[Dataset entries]
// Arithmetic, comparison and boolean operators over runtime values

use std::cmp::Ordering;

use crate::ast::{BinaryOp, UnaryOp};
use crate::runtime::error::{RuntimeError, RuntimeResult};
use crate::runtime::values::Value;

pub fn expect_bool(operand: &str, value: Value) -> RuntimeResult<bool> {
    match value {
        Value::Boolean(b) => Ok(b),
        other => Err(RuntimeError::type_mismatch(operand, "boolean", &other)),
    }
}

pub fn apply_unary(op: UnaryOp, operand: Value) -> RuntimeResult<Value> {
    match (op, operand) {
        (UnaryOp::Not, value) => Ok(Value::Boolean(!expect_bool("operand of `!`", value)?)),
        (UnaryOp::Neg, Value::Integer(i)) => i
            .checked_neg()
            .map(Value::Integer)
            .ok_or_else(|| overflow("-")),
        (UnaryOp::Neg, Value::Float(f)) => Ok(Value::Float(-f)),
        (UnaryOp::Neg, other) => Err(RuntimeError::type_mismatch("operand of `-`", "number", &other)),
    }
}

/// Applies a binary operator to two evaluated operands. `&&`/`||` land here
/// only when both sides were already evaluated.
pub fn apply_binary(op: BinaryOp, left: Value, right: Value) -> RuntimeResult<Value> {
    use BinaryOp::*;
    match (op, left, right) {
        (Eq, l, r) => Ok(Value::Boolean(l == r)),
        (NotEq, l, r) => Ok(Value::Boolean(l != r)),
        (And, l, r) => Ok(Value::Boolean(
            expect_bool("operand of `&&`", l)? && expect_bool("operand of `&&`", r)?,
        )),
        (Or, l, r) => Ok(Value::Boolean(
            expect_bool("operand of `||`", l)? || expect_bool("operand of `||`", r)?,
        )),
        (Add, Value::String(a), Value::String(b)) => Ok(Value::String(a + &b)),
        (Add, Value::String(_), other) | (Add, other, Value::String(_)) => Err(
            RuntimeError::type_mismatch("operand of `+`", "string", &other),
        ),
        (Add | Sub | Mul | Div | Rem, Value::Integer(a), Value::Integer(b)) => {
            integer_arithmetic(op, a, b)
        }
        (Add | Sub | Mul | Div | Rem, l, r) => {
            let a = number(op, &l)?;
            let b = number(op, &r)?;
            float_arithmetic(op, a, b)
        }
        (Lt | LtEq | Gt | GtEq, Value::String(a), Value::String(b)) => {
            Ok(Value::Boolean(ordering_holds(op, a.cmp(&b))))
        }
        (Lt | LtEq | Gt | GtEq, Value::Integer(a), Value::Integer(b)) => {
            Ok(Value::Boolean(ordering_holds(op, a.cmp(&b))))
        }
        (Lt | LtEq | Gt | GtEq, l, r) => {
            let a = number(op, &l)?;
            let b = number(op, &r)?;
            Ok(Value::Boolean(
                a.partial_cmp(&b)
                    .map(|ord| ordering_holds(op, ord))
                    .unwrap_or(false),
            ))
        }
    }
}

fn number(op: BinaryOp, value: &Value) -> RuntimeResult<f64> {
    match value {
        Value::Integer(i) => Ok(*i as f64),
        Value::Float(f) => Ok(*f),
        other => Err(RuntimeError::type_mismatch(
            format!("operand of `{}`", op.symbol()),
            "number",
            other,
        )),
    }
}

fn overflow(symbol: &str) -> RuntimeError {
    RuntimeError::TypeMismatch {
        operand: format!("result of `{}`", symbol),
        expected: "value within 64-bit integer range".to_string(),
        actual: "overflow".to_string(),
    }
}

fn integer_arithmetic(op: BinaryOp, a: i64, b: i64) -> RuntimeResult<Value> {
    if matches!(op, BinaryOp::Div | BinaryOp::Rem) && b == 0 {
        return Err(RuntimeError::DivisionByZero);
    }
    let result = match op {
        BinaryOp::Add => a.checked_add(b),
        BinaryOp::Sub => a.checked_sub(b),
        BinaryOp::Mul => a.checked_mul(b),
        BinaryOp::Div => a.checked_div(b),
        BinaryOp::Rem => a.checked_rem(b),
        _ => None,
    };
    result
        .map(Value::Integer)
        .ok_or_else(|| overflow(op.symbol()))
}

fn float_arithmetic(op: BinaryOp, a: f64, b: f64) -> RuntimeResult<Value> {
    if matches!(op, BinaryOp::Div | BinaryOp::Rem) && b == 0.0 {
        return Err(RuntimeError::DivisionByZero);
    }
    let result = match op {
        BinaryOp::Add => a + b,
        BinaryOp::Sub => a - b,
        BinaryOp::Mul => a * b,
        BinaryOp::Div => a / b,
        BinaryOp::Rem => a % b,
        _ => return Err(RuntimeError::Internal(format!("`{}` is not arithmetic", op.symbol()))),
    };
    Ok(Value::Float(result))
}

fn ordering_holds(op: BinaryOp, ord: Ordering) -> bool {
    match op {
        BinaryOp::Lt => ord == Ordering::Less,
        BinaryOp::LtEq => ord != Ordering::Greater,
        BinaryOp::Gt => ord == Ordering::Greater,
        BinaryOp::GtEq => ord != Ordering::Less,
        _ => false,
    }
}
---
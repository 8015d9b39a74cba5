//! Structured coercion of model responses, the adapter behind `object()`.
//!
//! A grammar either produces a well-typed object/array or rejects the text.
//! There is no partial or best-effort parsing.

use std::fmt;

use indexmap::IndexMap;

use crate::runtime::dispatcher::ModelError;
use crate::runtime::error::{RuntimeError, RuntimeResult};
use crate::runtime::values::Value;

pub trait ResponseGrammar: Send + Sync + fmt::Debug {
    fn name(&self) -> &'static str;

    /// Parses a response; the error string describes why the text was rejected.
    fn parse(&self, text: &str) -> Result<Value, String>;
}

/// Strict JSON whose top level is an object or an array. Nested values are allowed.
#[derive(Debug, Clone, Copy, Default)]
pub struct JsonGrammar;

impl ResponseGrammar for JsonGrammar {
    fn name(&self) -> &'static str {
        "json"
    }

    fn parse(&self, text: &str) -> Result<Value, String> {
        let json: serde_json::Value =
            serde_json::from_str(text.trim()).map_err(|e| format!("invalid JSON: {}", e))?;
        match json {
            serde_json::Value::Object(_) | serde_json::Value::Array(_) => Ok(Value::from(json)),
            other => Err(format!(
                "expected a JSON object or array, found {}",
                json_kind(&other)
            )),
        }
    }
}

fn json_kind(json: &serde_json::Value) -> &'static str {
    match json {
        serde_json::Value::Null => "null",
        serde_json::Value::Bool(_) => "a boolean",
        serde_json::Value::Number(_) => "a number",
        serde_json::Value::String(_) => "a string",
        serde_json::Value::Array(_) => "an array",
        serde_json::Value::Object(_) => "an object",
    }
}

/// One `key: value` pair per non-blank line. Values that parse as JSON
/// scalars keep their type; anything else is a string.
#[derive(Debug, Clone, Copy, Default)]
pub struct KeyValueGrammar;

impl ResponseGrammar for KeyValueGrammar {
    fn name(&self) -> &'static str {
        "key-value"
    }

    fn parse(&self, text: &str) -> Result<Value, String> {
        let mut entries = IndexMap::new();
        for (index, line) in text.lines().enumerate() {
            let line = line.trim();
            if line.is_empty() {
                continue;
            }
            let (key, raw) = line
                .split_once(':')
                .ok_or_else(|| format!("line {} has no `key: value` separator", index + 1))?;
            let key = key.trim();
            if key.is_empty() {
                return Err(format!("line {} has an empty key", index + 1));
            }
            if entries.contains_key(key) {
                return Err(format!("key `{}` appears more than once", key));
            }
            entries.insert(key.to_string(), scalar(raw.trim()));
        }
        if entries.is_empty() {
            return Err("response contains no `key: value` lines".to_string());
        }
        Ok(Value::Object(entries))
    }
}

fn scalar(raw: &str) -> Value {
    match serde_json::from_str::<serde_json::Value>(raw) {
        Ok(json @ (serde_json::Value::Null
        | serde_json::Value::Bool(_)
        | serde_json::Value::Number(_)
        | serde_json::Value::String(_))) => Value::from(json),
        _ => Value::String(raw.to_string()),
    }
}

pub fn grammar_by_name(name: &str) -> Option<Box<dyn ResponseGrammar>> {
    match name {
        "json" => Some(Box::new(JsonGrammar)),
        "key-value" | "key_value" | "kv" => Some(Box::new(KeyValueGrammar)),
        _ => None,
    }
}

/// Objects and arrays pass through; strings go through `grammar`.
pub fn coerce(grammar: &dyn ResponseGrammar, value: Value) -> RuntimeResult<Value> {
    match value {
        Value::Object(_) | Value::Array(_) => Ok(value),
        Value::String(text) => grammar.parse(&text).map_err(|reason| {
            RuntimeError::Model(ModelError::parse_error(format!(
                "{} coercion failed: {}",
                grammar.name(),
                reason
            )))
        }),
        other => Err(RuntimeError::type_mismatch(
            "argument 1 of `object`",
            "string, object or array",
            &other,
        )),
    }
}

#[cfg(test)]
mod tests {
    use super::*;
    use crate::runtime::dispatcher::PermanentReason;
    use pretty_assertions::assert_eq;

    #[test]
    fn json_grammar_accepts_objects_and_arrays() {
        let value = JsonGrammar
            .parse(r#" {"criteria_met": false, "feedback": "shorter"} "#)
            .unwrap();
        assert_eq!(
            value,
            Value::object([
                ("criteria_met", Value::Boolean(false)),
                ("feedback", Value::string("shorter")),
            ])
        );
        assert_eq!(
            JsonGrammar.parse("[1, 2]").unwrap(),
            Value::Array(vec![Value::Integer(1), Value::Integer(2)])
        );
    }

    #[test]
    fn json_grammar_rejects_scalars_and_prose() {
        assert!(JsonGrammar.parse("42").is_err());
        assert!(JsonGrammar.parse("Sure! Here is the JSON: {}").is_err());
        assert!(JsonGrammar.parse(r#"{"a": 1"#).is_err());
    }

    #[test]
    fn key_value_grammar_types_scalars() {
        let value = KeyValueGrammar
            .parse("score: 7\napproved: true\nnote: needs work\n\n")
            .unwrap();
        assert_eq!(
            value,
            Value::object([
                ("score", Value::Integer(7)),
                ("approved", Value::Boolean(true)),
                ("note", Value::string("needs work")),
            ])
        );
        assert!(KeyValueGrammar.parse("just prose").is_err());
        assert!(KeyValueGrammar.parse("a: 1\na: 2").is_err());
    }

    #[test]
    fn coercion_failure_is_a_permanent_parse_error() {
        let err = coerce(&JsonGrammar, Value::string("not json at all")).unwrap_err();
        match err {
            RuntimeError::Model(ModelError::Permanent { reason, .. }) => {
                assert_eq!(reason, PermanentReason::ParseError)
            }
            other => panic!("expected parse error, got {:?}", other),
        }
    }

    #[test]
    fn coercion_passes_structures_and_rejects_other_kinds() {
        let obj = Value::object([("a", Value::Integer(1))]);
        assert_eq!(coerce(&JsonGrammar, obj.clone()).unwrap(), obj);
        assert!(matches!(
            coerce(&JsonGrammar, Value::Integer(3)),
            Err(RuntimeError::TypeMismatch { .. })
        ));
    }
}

▶ _Exercise description_
When you have gone through the records above, say how many lines include the word "return", and write nothing besides that number.

▶ _Exercise response_
6